Sedative linked to ectopic pregnancy, study claims
By Ella Pickover, PA Health Correspondent
Women who take a common sedative in the weeks before conceiving a child are more likely to have an ectopic pregnancy, a study suggests.
Taking benzodiazepines in the 90 days prior to conception could increase a woman’s risk of ectopic pregnancy by 47%, the study found.
Benzodiazepines are commonly prescribed for anxiety, sleeping problems, alcohol withdrawal and seizures.
Ectopic pregnancy is when a fertilised egg implants itself outside of the womb, usually in one of the fallopian tubes.
Researchers from the US and Canada examined data on more than 1.6 million pregnancies which occurred in the US between 2008 and 2015.
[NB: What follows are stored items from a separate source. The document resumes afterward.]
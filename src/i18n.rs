use std::collections::HashMap;

use fluent_templates::{
    fluent_bundle::{FluentArgs, FluentValue},
    static_loader, Loader,
};
use once_cell::sync::Lazy;
use unic_langid::LanguageIdentifier;

static_loader! {
    static LOCALES = {
        locales: "./locales",
        fallback_language: "es",
        // Job numbers like "#12" are matched literally; no bidi isolation marks
        customise: |bundle| bundle.set_use_isolating(false),
    };
}

/// Supported languages (code, human-readable name).
pub static SUPPORTED_LANGS: &[(&str, &str)] = &[("es", "Español"), ("en", "English")];

/// Default language identifier used as a fallback.
static DEFAULT_LANG: Lazy<LanguageIdentifier> = Lazy::new(|| "es".parse().expect("default language tag"));

/// Language used when the Telegram profile gives no usable hint.
pub fn default_lang() -> LanguageIdentifier {
    DEFAULT_LANG.clone()
}

/// Normalizes a language code into a LanguageIdentifier (falls back to default).
pub fn lang_from_code(code: &str) -> LanguageIdentifier {
    match is_language_supported(code) {
        Some(supported) => supported.parse().unwrap_or_else(|_| DEFAULT_LANG.clone()),
        None => DEFAULT_LANG.clone(),
    }
}

/// Language for a Telegram user's `language_code`, if any.
pub fn lang_from_telegram(code: Option<&str>) -> LanguageIdentifier {
    code.map(lang_from_code).unwrap_or_else(default_lang)
}

/// Returns a localized string for the given key.
/// Converts literal `\n` sequences to actual newlines for proper Telegram formatting.
pub fn t(lang: &LanguageIdentifier, key: &str) -> String {
    let text = LOCALES
        .lookup(lang, key)
        .unwrap_or_else(|| LOCALES.lookup(&DEFAULT_LANG, key).unwrap_or_else(|| key.to_string()));
    text.replace("\\n", "\n")
}

/// Returns a localized string with arguments for interpolation.
/// Converts literal `\n` sequences to actual newlines for proper Telegram formatting.
pub fn t_args(lang: &LanguageIdentifier, key: &str, args: &FluentArgs) -> String {
    let args_map: HashMap<String, FluentValue> = args.iter().map(|(k, v)| (k.to_string(), v.clone())).collect();

    let text = LOCALES.lookup_with_args(lang, key, &args_map).unwrap_or_else(|| {
        LOCALES
            .lookup_with_args(&DEFAULT_LANG, key, &args_map)
            .unwrap_or_else(|| key.to_string())
    });
    text.replace("\\n", "\n")
}

/// Checks if a language code is supported by the bot.
/// Returns the normalized language code if supported, None otherwise.
pub fn is_language_supported(code: &str) -> Option<&'static str> {
    // Normalize the code (e.g., "es-MX" -> "es", "en-US" -> "en")
    let normalized = code.split(['-', '_']).next().unwrap_or(code).to_lowercase();

    SUPPORTED_LANGS
        .iter()
        .find(|(c, _)| c.eq_ignore_ascii_case(&normalized))
        .map(|(c, _)| *c)
}
//! Dispatcher schema and handler chain builders

use teloxide::dispatching::{UpdateFilterExt, UpdateHandler};
use teloxide::prelude::*;
use teloxide::types::Message;

use super::commands::handle_command;
use super::types::{message_lang, sender_of, HandlerDeps, HandlerError};
use crate::i18n;
use crate::telegram::bot::{is_message_addressed_to_bot, strip_bot_mention, Command};
use crate::telegram::Bot;

/// Creates the main dispatcher schema for the Telegram bot.
///
/// Commands are matched first; any other text addressed to the bot feeds the
/// booking conversation.
pub fn schema(deps: HandlerDeps) -> UpdateHandler<HandlerError> {
    let deps_commands = deps.clone();
    let deps_messages = deps;

    dptree::entry()
        .branch(command_handler(deps_commands))
        .branch(message_handler(deps_messages))
}

fn command_handler(deps: HandlerDeps) -> UpdateHandler<HandlerError> {
    Update::filter_message().branch(dptree::entry().filter_command::<Command>().endpoint(
        move |bot: Bot, msg: Message, cmd: Command| {
            let deps = deps.clone();
            async move {
                log::info!("Received command: {:?} from chat {}", cmd, msg.chat.id);
                handle_command(&bot, &msg, cmd, &deps).await
            }
        },
    ))
}

fn message_handler(deps: HandlerDeps) -> UpdateHandler<HandlerError> {
    let bot_username = deps.bot_username.clone();
    let bot_id = deps.bot_id;
    let mention_username = deps.bot_username.clone();

    Update::filter_message()
        .filter(|msg: Message| msg.text().is_some())
        .filter(move |msg: Message| is_message_addressed_to_bot(&msg, bot_username.as_deref(), bot_id))
        .endpoint(move |bot: Bot, msg: Message| {
            let deps = deps.clone();
            let username = mention_username.clone();
            async move {
                let text = strip_bot_mention(msg.text().unwrap_or_default(), username.as_deref());
                let lang = message_lang(&msg);
                let sender = sender_of(&msg);

                let reply = match deps.conversation.handle_text(sender, text, &lang) {
                    Ok(reply) => reply,
                    Err(e) => {
                        log::error!("Conversation failed for user_id={:?}: {}", sender.user_id, e);
                        Some(i18n::t(&lang, "booking-unavailable"))
                    }
                };

                if let Some(reply) = reply {
                    bot.send_message(msg.chat.id, reply).await?;
                }
                Ok(())
            }
        })
}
They found that among these pregnancies, 1% of women filled at least two benzodiazepine prescriptions totalling at least 10 days’ supply in the 90 days before conception.
Data was examined on a total of 1,691,366 pregnancies, of which 30,046 (1.78%) were ectopic and 17,990 (1.06%) were to women who had a benzodiazepine prescription before conception.
There were 80 excess ectopic pregnancies per 10,000 pregnancies among pregnancies exposed to benzodiazepines compared to pregnancies not exposed to benzodiazepine prescriptions before conception, they found.
After taking various factors into account, the authors of the paper, published in the journal Human Reproduction, concluded that women who took these drugs in the 90 days before conception had a 47% increased risk of ectopic pregnancy compared to women who did not.
The authors stressed that women who take the drugs and are of a reproductive age should be counselled about possible symptoms of ectopic pregnancy.